Collected data entries:
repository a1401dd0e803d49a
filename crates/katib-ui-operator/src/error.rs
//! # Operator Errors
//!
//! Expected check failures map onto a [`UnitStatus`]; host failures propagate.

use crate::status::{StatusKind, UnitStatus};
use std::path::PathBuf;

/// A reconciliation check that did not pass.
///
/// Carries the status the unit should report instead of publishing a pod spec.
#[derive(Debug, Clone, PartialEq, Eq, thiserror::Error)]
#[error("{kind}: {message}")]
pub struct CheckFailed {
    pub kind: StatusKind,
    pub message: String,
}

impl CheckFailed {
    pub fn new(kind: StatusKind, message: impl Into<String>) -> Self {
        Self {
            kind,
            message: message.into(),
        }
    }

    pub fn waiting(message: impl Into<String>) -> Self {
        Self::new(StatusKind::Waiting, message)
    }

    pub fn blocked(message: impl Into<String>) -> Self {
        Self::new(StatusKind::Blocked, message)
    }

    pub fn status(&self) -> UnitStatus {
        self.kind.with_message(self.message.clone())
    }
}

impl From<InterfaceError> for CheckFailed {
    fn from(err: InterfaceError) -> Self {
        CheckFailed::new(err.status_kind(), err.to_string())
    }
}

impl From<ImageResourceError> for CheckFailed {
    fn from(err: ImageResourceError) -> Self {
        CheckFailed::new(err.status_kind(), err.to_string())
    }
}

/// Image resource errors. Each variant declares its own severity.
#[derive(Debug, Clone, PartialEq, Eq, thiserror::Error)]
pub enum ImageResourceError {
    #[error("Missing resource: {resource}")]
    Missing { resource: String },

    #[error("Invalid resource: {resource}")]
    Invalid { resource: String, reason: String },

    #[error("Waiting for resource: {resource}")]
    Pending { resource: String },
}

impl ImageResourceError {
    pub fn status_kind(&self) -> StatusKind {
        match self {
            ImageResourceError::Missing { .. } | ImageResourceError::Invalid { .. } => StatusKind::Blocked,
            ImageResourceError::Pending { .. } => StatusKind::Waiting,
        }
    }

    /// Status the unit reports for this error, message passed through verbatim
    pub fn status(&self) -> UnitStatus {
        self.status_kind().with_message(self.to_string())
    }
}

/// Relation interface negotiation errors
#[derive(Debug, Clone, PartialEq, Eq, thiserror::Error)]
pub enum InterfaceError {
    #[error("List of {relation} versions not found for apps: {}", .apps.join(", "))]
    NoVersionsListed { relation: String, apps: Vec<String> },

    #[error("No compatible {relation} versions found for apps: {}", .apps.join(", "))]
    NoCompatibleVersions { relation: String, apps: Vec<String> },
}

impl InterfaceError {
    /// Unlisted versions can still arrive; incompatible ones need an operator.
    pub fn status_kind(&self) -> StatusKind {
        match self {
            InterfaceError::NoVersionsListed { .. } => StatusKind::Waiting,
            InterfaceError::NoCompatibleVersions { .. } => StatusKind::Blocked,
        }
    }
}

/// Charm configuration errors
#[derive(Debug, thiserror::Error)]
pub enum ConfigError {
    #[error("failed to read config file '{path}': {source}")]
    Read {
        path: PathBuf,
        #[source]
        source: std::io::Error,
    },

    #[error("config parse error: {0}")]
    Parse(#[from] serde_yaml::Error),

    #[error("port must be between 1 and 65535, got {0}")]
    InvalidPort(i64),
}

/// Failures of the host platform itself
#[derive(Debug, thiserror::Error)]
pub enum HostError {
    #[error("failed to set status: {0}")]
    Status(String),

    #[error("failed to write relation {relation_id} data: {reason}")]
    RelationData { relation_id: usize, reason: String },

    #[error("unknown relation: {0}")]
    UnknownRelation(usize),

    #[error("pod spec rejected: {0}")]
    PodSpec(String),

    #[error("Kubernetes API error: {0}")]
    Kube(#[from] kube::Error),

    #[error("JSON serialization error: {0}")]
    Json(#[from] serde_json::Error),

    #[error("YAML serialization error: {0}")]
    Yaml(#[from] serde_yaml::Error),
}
==
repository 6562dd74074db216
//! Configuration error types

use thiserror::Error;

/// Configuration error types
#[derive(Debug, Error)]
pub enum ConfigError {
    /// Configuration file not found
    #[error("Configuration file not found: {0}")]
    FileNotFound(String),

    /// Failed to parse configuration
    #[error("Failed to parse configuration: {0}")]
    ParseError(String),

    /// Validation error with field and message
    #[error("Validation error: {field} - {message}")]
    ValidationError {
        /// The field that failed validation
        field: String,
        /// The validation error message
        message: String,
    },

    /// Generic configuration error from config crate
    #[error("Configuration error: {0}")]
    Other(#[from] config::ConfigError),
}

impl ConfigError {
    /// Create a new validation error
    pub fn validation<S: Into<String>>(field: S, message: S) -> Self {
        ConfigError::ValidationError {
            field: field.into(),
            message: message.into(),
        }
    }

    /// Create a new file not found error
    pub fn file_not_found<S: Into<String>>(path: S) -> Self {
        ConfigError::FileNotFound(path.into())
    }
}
---
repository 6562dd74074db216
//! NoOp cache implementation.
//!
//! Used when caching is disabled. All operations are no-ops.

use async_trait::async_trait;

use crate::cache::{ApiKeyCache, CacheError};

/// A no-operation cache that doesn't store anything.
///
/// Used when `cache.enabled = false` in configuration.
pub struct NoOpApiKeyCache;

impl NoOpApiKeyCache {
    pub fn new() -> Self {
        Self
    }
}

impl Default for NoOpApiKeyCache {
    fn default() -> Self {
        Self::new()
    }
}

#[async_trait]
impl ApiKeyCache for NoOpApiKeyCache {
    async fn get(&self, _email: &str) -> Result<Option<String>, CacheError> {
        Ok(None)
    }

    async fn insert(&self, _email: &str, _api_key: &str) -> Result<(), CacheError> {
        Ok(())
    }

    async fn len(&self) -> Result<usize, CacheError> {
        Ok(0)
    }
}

PROBLEM TO SOLVE: In the data above, retype exactly and only the lines between the one holding "repository a1401dd0e803d49a" and the one holding "use std::path::PathBuf;", inclusive.

ANSWER TO THE EXERCISE:
repository a1401dd0e803d49a
filename crates/katib-ui-operator/src/error.rs
//! # Operator Errors
//!
//! Expected check failures map onto a [`UnitStatus`]; host failures propagate.

use crate::status::{StatusKind, UnitStatus};
use std::path::PathBuf;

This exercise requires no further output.